本記事で解説するのは、米国株式に投資しCRSP USトータル・マーケット・インデックスとの連動を目指す楽天・全米株式インデックス・ファンド。
先ず、楽天・全米株式インデックス・ファンドの基本情報をまとめます。
運用会社 | 楽天投信投資顧問 |
設定日 | 2017年9月29日 |
運用形態 | インデックスファンド |
投資形態 | ファミリーファンド *マザーファンドがバンガードETFに投資するので事実上FOF。 |
ベンチマーク | CRSP USトータル・マーケット・インデックス(配当込・グロス) |
購入時手数料 | 無 |
信託財産留保額 | 無 |
信託報酬(税込) | 0.1620% (投資先ETF経費率 0.03%含む) |
実質コスト | 0.187%(*1) |
純資産総額 | 10,988億円(2023.8.31時点) |
(マザーファンド) 純資産総額 | 6,040億円(2022.7.15時点) |
分配金実績 | 無 |
つみたてNISA | 対象商品 |
SBI証券ポイント還元年率 | 0.050% |
楽天証券ポイント還元年率 | ---%(*2) |
マネックス証券ポイント還元年率 | 0.03% |
(*1)実質コストは2022.7.15決算より。
(*2)楽天証券 2022.4より投資信託保有による毎月のポイント還元は廃止され、残高が初めて一定の金額を超えたときのポイント付与に変更。
投資対象
ベンチマークはCRSP USトータル・マーケット・インデックス[配当込み・グロス]で、中・小型株を含む米国株式に広く投資します。

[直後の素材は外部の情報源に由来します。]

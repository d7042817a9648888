//! Title prefix counters.

use crate::model::NumberStyle;

/// Counters for the document-structure children of one structural parent.
///
/// Each number style counts on its own, so chapters and appendices of the
/// same book are numbered 1, 2, ... and A, B, ... independently. The united
/// counter advances for every child, numbered or not.
#[derive(Debug, Clone, PartialEq, Eq)]
pub struct NumberingState {
    decimal: u32,
    upper_roman: u32,
    upper_latin: u32,
    lower_roman: u32,
    united: u32,
}

impl Default for NumberingState {
    fn default() -> Self {
        Self {
            decimal: 1,
            upper_roman: 1,
            upper_latin: 1,
            lower_roman: 1,
            united: 1,
        }
    }
}

impl NumberingState {
    pub fn new() -> Self {
        Self::default()
    }

    /// Take the next number of `style` and format it. `None` if the style
    /// can't express it.
    pub fn next_prefix(&mut self, style: NumberStyle) -> Option<String> {
        let counter = match style {
            NumberStyle::Decimal => &mut self.decimal,
            NumberStyle::UpperRoman => &mut self.upper_roman,
            NumberStyle::UpperLatin => &mut self.upper_latin,
            NumberStyle::LowerRoman => &mut self.lower_roman,
        };
        let n = *counter;
        *counter += 1;
        style.format(n)
    }

    /// Take the next united number.
    pub fn next_united(&mut self) -> u32 {
        let n = self.united;
        self.united += 1;
        n
    }
}

/// Append a local prefix to the inherited one: "2" + "1" is "2.1", but
/// "A." + "1" is "A.1".
pub fn join_prefix(inherited: Option<&str>, local: &str) -> String {
    match inherited {
        Some(parent) if parent.ends_with('.') => format!("{parent}{local}"),
        Some(parent) => format!("{parent}.{local}"),
        None => local.to_string(),
    }
}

グロスとは配当に対する源泉徴収税を考慮しない指数です。
(注)配当込・グロスは楽天投信投資顧問に確認しましたが公表された情報ではない為、その真偽を保証するものではありません。
実際の運用はマザーファンドを通してバンガード社のETF バンガード・トータル・ストック・マーケットETF(Total Stock Market ETF【VTI】)に投資します。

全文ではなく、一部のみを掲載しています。